In 2020, the Committee met six times. The audit committee has adopted a written charter outlining the practices it follows. A full
text of our audit committee charter is available for viewing on our website at www.chimerareit.com.
Any changes in the charter or key practices will be reflected on our website.
In performing all of its functions, the
audit committee acts only in an oversight capacity, and necessarily, in its oversight role, the audit committee relies on the work
and assurances of our management, which has the primary responsibility for financial statements and reports, and of the independent
registered public accounting firm, who, in its report, expresses an opinion on the conformity of our annual financial statements
to generally accepted accounting principles and on the effectiveness of our internal control over financial reporting as of year-end.
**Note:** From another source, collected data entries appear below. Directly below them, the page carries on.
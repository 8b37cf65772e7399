//! Error types for the requisition-form library.
//!
//! Two distinct error types reflect two distinct failure modes:
//!
//! * [`ReqFormError`] — **Fatal**: the run cannot proceed at all (unreadable
//!   source file, missing required field, template download failed). Returned
//!   as `Err(ReqFormError)` from [`crate::fill`] before anything further is
//!   written.
//!
//! * [`ExportError`] — **Non-fatal**: converting one produced spreadsheet to
//!   PDF failed. Stored inside [`crate::output::FormResult`] so the remaining
//!   files are still converted and the caller can report each failure.

use std::path::PathBuf;
use template_fetch::TemplateFetchError;
use thiserror::Error;

/// All fatal errors returned by the requisition-form library.
#[derive(Debug, Error)]
pub enum ReqFormError {
    // ── Source errors ─────────────────────────────────────────────────────
    /// Source file was not found at the given path.
    #[error("Order file not found: '{path}'\nCheck the path exists and is readable.")]
    SourceNotFound { path: PathBuf },

    /// Process does not have read permission on the file.
    #[error("Permission denied reading '{path}'\nTry: chmod +r {path:?}")]
    PermissionDenied { path: PathBuf },

    /// Any other I/O failure while reading the source.
    #[error("Failed to read order file '{path}': {source}")]
    SourceReadFailed {
        path: PathBuf,
        #[source]
        source: std::io::Error,
    },

    /// The file is not valid YAML, has a value of the wrong shape, or repeats
    /// an item key.
    #[error("Order file '{path}' is invalid: {detail}")]
    InvalidSource { path: PathBuf, detail: String },

    /// A field the form cannot be filled without is absent.
    #[error("Required field '{field}' is missing from the order file")]
    MissingField { field: &'static str },

    // ── Template errors ───────────────────────────────────────────────────
    /// The blank form could not be fetched.
    #[error(transparent)]
    Template(#[from] TemplateFetchError),

    /// The fetched bytes are not a readable spreadsheet.
    #[error("Blank form is not a valid spreadsheet: {detail}")]
    TemplateDecode { detail: String },

    // ── Output errors ─────────────────────────────────────────────────────
    /// A populated form could not be serialised.
    #[error("Failed to encode form '{path}': {detail}")]
    FormEncode { path: PathBuf, detail: String },

    /// Could not create or write an output spreadsheet.
    #[error("Failed to write output file '{path}': {source}")]
    OutputWriteFailed {
        path: PathBuf,
        #[source]
        source: std::io::Error,
    },

    // ── Config errors ─────────────────────────────────────────────────────
    /// Builder validation failed.
    #[error("Invalid configuration: {0}")]
    InvalidConfig(String),
}

/// A non-fatal error for a single PDF conversion.
///
/// The spreadsheet it refers to is left in place.
#[derive(Debug, Clone, Error, PartialEq, Eq)]
pub enum ExportError {
    /// The converter could not be started (usually: not on `PATH`).
    #[error("Failed to run '{program}' for '{path}': {detail}\nIs LibreOffice installed and available on PATH?")]
    SpawnFailed {
        program: String,
        path: PathBuf,
        detail: String,
    },

    /// The converter ran but reported failure.
    #[error("'{program}' failed to convert '{path}' ({status})")]
    ToolFailed {
        program: String,
        path: PathBuf,
        status: String,
    },

    /// The PDF was produced but the spreadsheet could not be removed.
    #[error("Converted '{path}' but could not remove it: {detail}")]
    RemoveFailed { path: PathBuf, detail: String },
}
//! A decoded copy of the blank form.
//!
//! Each page of output gets its own [`FormInstance`] decoded from the cached
//! template bytes, so nothing written for one page can leak into the next.

use crate::error::ReqFormError;
use crate::record::FieldValue;
use std::io::Cursor;
use umya_spreadsheet::Spreadsheet;

/// One spreadsheet being filled in. All writes go to the active sheet.
pub struct FormInstance {
    book: Spreadsheet,
}

impl FormInstance {
    /// Decode a fresh instance from the raw `.xlsx` bytes of the template.
    pub fn from_bytes(bytes: &[u8]) -> Result<Self, ReqFormError> {
        let book = umya_spreadsheet::reader::xlsx::read_reader(Cursor::new(bytes), true)
            .map_err(|e| ReqFormError::TemplateDecode {
                detail: e.to_string(),
            })?;
        Ok(Self { book })
    }

    /// An empty one-sheet workbook.
    pub fn blank() -> Self {
        Self {
            book: umya_spreadsheet::new_file(),
        }
    }

    /// Write `value` into `cell` (e.g. `"B11"`): numbers as numeric cells,
    /// anything else as text.
    pub fn set(&mut self, cell: &str, value: &FieldValue) {
        let target = self.book.get_active_sheet_mut().get_cell_mut(cell);
        match value.as_number() {
            Some(x) => {
                target.set_value_number(x);
            }
            None => {
                target.set_value_string(value.to_string());
            }
        }
    }

    pub fn set_text(&mut self, cell: &str, text: impl Into<String>) {
        self.book
            .get_active_sheet_mut()
            .get_cell_mut(cell)
            .set_value_string(text.into());
    }

    /// Text of `cell` on the active sheet, `""` when empty.
    pub fn value(&self, cell: &str) -> String {
        self.book.get_active_sheet().get_value(cell)
    }

    /// Serialise the workbook back to `.xlsx` bytes.
    pub fn to_bytes(&self) -> Result<Vec<u8>, String> {
        let mut cursor = Cursor::new(Vec::new());
        umya_spreadsheet::writer::xlsx::write_writer(&self.book, &mut cursor)
            .map_err(|e| e.to_string())?;
        Ok(cursor.into_inner())
    }
}

impl std::fmt::Debug for FormInstance {
    fn fmt(&self, f: &mut std::fmt::Formatter<'_>) -> std::fmt::Result {
        f.debug_struct("FormInstance").finish_non_exhaustive()
    }
}

#[cfg(test)]
mod tests {
    use super::*;

    #[test]
    fn values_survive_a_byte_round_trip() {
        let mut form = FormInstance::blank();
        form.set("B11", &FieldValue::text("Thorlabs"));
        form.set("L32", &FieldValue::Int(3));
        let bytes = form.to_bytes().unwrap();

        let reread = FormInstance::from_bytes(&bytes).unwrap();
        assert_eq!(reread.value("B11"), "Thorlabs");
        assert_eq!(reread.value("L32"), "3");
        assert_eq!(reread.value("Z99"), "");
    }

    #[test]
    fn booleans_are_written_as_text() {
        let mut form = FormInstance::blank();
        form.set("B32", &FieldValue::Bool(true));
        form.set("Q32", &FieldValue::Float(12.5));
        let reread = FormInstance::from_bytes(&form.to_bytes().unwrap()).unwrap();
        // A boolean cell would read back as "TRUE".
        assert_eq!(reread.value("B32"), "true");
        assert_eq!(reread.value("Q32"), "12.5");
    }

    #[test]
    fn instances_from_the_same_bytes_are_independent() {
        let template = FormInstance::blank().to_bytes().unwrap();
        let mut first = FormInstance::from_bytes(&template).unwrap();
        first.set_text("A52", "Sheet 1 of 2");
        let second = FormInstance::from_bytes(&template).unwrap();
        assert_eq!(second.value("A52"), "");
    }

    #[test]
    fn garbage_bytes_are_a_decode_error() {
        let err = FormInstance::from_bytes(b"not a zip file").unwrap_err();
        assert!(matches!(err, ReqFormError::TemplateDecode { .. }));
    }
}
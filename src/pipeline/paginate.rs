//! Pagination: split the ordered item mapping into one group per form page.

use indexmap::IndexMap;
use std::hash::Hash;

/// Split `items` into consecutive groups of at most `capacity` entries.
///
/// Relative order is preserved and every entry lands in exactly one group.
/// An empty mapping yields a single empty group, so a blank form is still
/// produced. A `capacity` of 0 is treated as 1.
pub fn paginate<K, V>(items: &IndexMap<K, V>, capacity: usize) -> Vec<IndexMap<K, V>>
where
    K: Clone + Hash + Eq,
    V: Clone,
{
    let capacity = capacity.max(1);
    if items.is_empty() {
        return vec![IndexMap::new()];
    }

    let mut pages = Vec::with_capacity(items.len().div_ceil(capacity));
    let mut current = IndexMap::with_capacity(capacity);
    for (k, v) in items {
        current.insert(k.clone(), v.clone());
        if current.len() == capacity {
            pages.push(std::mem::replace(&mut current, IndexMap::with_capacity(capacity)));
        }
    }
    if !current.is_empty() {
        pages.push(current);
    }
    pages
}

#[cfg(test)]
mod tests {
    use super::*;
    use pretty_assertions::assert_eq;

    fn numbered(n: usize) -> IndexMap<String, usize> {
        // Descending keys make any accidental sorting visible.
        (0..n).map(|i| (format!("part-{:03}", n - i), i)).collect()
    }

    #[test]
    fn page_count_is_ceil_of_len_over_capacity() {
        for n in [1, 9, 10, 11, 20, 25, 99, 100, 101] {
            let pages = paginate(&numbered(n), 10);
            assert_eq!(pages.len(), n.div_ceil(10), "n = {n}");
            assert!(pages.iter().all(|p| !p.is_empty() && p.len() <= 10));
        }
    }

    #[test]
    fn pages_concatenate_back_to_the_input() {
        for n in [0, 1, 10, 25, 37] {
            let items = numbered(n);
            let rebuilt: IndexMap<String, usize> = paginate(&items, 10)
                .into_iter()
                .flat_map(IndexMap::into_iter)
                .collect();
            assert_eq!(rebuilt.len(), items.len());
            assert!(rebuilt.iter().eq(items.iter()), "order changed for n = {n}");
        }
    }

    #[test]
    fn only_the_last_page_is_short() {
        let sizes: Vec<usize> = paginate(&numbered(25), 10).iter().map(IndexMap::len).collect();
        assert_eq!(sizes, vec![10, 10, 5]);
    }

    #[test]
    fn empty_input_yields_one_empty_page() {
        let pages = paginate(&IndexMap::<String, usize>::new(), 10);
        assert_eq!(pages.len(), 1);
        assert!(pages[0].is_empty());
    }

    #[test]
    fn zero_capacity_is_treated_as_one() {
        let pages = paginate(&numbered(3), 0);
        assert_eq!(pages.len(), 3);
    }
}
The audit committee has reviewed and discussed
our audited financial statements with management and with Ernst & Young LLP (“Ernst and Young”), our independent
auditors for 2020.
The audit committee has discussed with
Ernst & Young the matters required to be discussed by applicable requirements of the PCAOB.
The audit committee has received from Ernst &
Young the written statements required by PCAOB Rule No. 3526, “Communications with Audit Committees Concerning Independence,”
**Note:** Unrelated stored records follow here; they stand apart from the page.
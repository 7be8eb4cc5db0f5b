//! Error taxonomy for the verification pipeline.
//!
//! Every failure is returned to the caller as a typed value. Only
//! [`StateError::is_retryable`] errors are worth retrying; everything else is
//! a final answer about trust.

use thiserror::Error;

use crate::circuits::CircuitId;

/// Malformed numeral, short coordinate tuple, invalid point encoding, or a
/// public-signal vector that does not match its circuit schema.
#[derive(Error, Debug, Clone, PartialEq, Eq)]
pub enum DecodeError {
    #[error("not enough data for {kind}: expected at least 3 elements, got {got}")]
    NotEnoughCoordinates { kind: &'static str, got: usize },
    #[error("G2 limb {limb} must have 2 elements, got {got}")]
    MalformedG2Limb { limb: usize, got: usize },
    #[error("cannot parse numeral {0:?}")]
    InvalidNumeral(String),
    #[error("invalid hex encoding: {0}")]
    InvalidHex(String),
    #[error("value does not fit in a {0}-byte field element")]
    FieldElementOverflow(usize),
    #[error("coordinate is not a canonical base field element")]
    NonCanonicalCoordinate,
    #[error("{kind} encoding must be {expected} bytes, got {got}")]
    InvalidLength {
        kind: &'static str,
        expected: usize,
        got: usize,
    },
    #[error("{0} point is not on the curve")]
    NotOnCurve(&'static str),
    #[error("{0} point is not in the prime-order subgroup")]
    NotInSubgroup(&'static str),
    #[error("public signal {index} is not a canonical scalar field element")]
    NonCanonicalSignal { index: usize },
    #[error("circuit {circuit} expects {expected} public signals, got {got}")]
    SignalCount {
        circuit: CircuitId,
        expected: String,
        got: usize,
    },
    #[error("public signal {index} ({name}) is out of range: {reason}")]
    SignalOutOfRange {
        index: usize,
        name: &'static str,
        reason: String,
    },
    #[error("invalid identifier: {0}")]
    InvalidIdentifier(String),
}

/// A query rule the proof failed to satisfy, or a rule that cannot be
/// evaluated as configured.
#[derive(Error, Debug, Clone, PartialEq, Eq)]
pub enum QueryViolation {
    #[error("issuer of claim is not in allowed list: {issuer}")]
    IssuerNotAllowed { issuer: String },
    #[error("issuer allow-list is empty")]
    EmptyIssuerAllowList,
    #[error("query does not define a {0} rule")]
    MissingRule(&'static str),
    #[error("claim schema mismatch: expected {expected}, got {actual}")]
    SchemaMismatch { expected: String, actual: String },
    #[error("claim schema could not be resolved: {0}")]
    SchemaResolution(#[from] SchemaError),
    #[error("challenge mismatch: expected {expected}, got {actual}")]
    ChallengeMismatch { expected: String, actual: String },
    #[error("country {0} is blacklisted")]
    CountryBlacklisted(u64),
    #[error("proven minimum age {proven} is below required {required}")]
    AgeBelowMinimum { proven: u64, required: u64 },
    #[error("proof date {proven} is before the required date {required}")]
    DateBeforeCutoff { proven: String, required: String },
    #[error("audience mismatch: expected {expected}, got {actual}")]
    AudienceMismatch { expected: String, actual: String },
    #[error("no expected audience configured for audience rule")]
    AudienceNotConfigured,
    #[error("unsupported rule {0:?}")]
    UnsupportedRule(String),
    #[error("invalid value for rule {rule}: {reason}")]
    InvalidRule { rule: &'static str, reason: String },
    /// A request entry that no proof of the response answers
    #[error("no proof answers request entry {request_index}")]
    ProofNotProvided { request_index: usize },
}

impl QueryViolation {
    /// Name of the rule that failed.
    pub fn rule(&self) -> &'static str {
        match self {
            Self::IssuerNotAllowed { .. } | Self::EmptyIssuerAllowList => "allowedIssuers",
            Self::MissingRule(rule) => rule,
            Self::SchemaMismatch { .. } | Self::SchemaResolution(_) => "schema",
            Self::ChallengeMismatch { .. } => "challenge",
            Self::CountryBlacklisted(_) => "countryBlacklist",
            Self::AgeBelowMinimum { .. } => "minAge",
            Self::DateBeforeCutoff { .. } => "currentDate",
            Self::AudienceMismatch { .. } | Self::AudienceNotConfigured => "audience",
            Self::UnsupportedRule(_) => "unsupported",
            Self::InvalidRule { rule, .. } => rule,
            Self::ProofNotProvided { .. } => "scope",
        }
    }
}

/// Failure of the schema-resolution collaborator.
#[derive(Error, Debug, Clone, PartialEq, Eq)]
pub enum SchemaError {
    #[error("schema {0} is unknown")]
    Unknown(String),
    #[error("schema lookup failed: {0}")]
    Lookup(String),
}

/// Failure reported by a state registry client. Always a transport-level
/// problem: the registry could not be read.
#[derive(Error, Debug, Clone, PartialEq, Eq)]
#[error("state registry unavailable: {0}")]
pub struct RegistryError(pub String);

/// Why a claimed state was judged invalid.
#[derive(Error, Debug, Clone, PartialEq, Eq)]
pub enum InvalidState {
    #[error("state is not genesis and not registered in the smart contract")]
    NotGenesisAndUnpublished,
    #[error("state is neither current nor part of the identity's history")]
    UnknownState,
    #[error("transition info contains invalid id")]
    StateOwnedByOtherIdentity,
    #[error("no information of transition for non-latest state")]
    NoTransitionRecord,
    #[error("user state is not latest")]
    UserStateNotLatest,
    #[error("issuer state could not be resolved")]
    IssuerStateNotFound,
}

/// State-resolution failure: either we could not determine the state, or we
/// determined it is invalid.
#[derive(Error, Debug, Clone, PartialEq, Eq)]
pub enum StateError {
    #[error(transparent)]
    Transport(#[from] RegistryError),
    #[error("state resolution timed out")]
    Timeout,
    #[error("state resolution cancelled")]
    Cancelled,
    #[error("invalid state: {0}")]
    Invalid(#[from] InvalidState),
    #[error(transparent)]
    Decode(#[from] DecodeError),
}

impl StateError {
    /// Transport failures and timeouts may be retried with backoff.
    pub fn is_retryable(&self) -> bool {
        matches!(self, Self::Transport(_) | Self::Timeout)
    }

    pub fn is_invalid(&self) -> bool {
        matches!(self, Self::Invalid(_))
    }
}

/// Failure of the pairing oracle or of its verification key material.
#[derive(Error, Debug, Clone, PartialEq, Eq)]
pub enum OracleError {
    #[error("invalid verification key: {0}")]
    InvalidKey(String),
    #[error("verification key expects {expected} public inputs, got {got}")]
    InputCount { expected: usize, got: usize },
    #[error("pairing check failed to run: {0}")]
    Pairing(String),
    #[error(transparent)]
    Decode(#[from] DecodeError),
}

/// Why one proof failed verification.
#[derive(Error, Debug, Clone, PartialEq, Eq)]
pub enum VerificationError {
    #[error(transparent)]
    Decode(#[from] DecodeError),
    #[error("unsupported circuit {0:?}")]
    UnsupportedCircuit(String),
    #[error("circuit {0} is not registered")]
    CircuitNotRegistered(CircuitId),
    #[error("proof does not satisfy the verification key")]
    InvalidProof,
    #[error(transparent)]
    Oracle(#[from] OracleError),
    #[error("query violation ({}): {0}", .0.rule())]
    Query(#[from] QueryViolation),
    #[error(transparent)]
    State(#[from] StateError),
}

/// Error raised while registering circuits.
#[derive(Error, Debug, Clone, PartialEq, Eq)]
pub enum RegistryBuildError {
    #[error("circuit {circuit} declares {declared} public signals, verifier expects {expected}")]
    SchemaLength {
        circuit: CircuitId,
        declared: usize,
        expected: String,
    },
    #[error("circuit {0} registered twice")]
    Duplicate(CircuitId),
}

/// The three terminal outcomes of message verification.
#[derive(Debug, Clone, Copy, PartialEq, Eq)]
pub enum Outcome {
    Verified,
    Rejected,
    MalformedMessage,
}

/// Failure of a whole message.
#[derive(Error, Debug, Clone, PartialEq, Eq)]
pub enum DispatchError {
    #[error("malformed message: {0}")]
    Malformed(String),
    #[error("scope entry {index} ({circuit_id}) rejected: {source}")]
    Rejected {
        index: usize,
        circuit_id: String,
        #[source]
        source: VerificationError,
    },
}

impl DispatchError {
    pub fn outcome(&self) -> Outcome {
        match self {
            Self::Malformed(_) => Outcome::MalformedMessage,
            Self::Rejected { .. } => Outcome::Rejected,
        }
    }

    pub(crate) fn malformed(reason: impl Into<String>) -> Self {
        Self::Malformed(reason.into())
    }
}

#[cfg(test)]
mod tests {
    use super::*;

    #[test]
    fn test_only_transport_failures_are_retryable() {
        assert!(StateError::Transport(RegistryError("connection refused".into())).is_retryable());
        assert!(StateError::Timeout.is_retryable());
        assert!(!StateError::Cancelled.is_retryable());
        assert!(!StateError::Invalid(InvalidState::UserStateNotLatest).is_retryable());
    }

    #[test]
    fn test_query_violation_names_rule() {
        let err = QueryViolation::CountryBlacklisted(840);
        assert_eq!(err.rule(), "countryBlacklist");
        let err = VerificationError::from(QueryViolation::EmptyIssuerAllowList);
        assert_eq!(
            err.to_string(),
            "query violation (allowedIssuers): issuer allow-list is empty"
        );
    }

    #[test]
    fn test_dispatch_outcome() {
        assert_eq!(
            DispatchError::malformed("empty scope").outcome(),
            Outcome::MalformedMessage
        );
        let rejected = DispatchError::Rejected {
            index: 0,
            circuit_id: "auth".into(),
            source: VerificationError::InvalidProof,
        };
        assert_eq!(rejected.outcome(), Outcome::Rejected);
    }
}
and has discussed Ernst & Young’s independence with Ernst & Young, and has considered the compatibility
of non-audit services with the auditor’s independence.
In reliance on these reviews and discussions,
and the report of the independent registered public accounting firm, the audit committee recommended to our Board of Directors,
and our Board of Directors approved, that the audited financial statements be included in our Annual Report on Form 10-K for the
year ended December 31, 2020 for filing with the SEC. The audit committee also recommends the selection of Ernst & Young
to serve as independent public accountants for the fiscal year ending December 31, 2021.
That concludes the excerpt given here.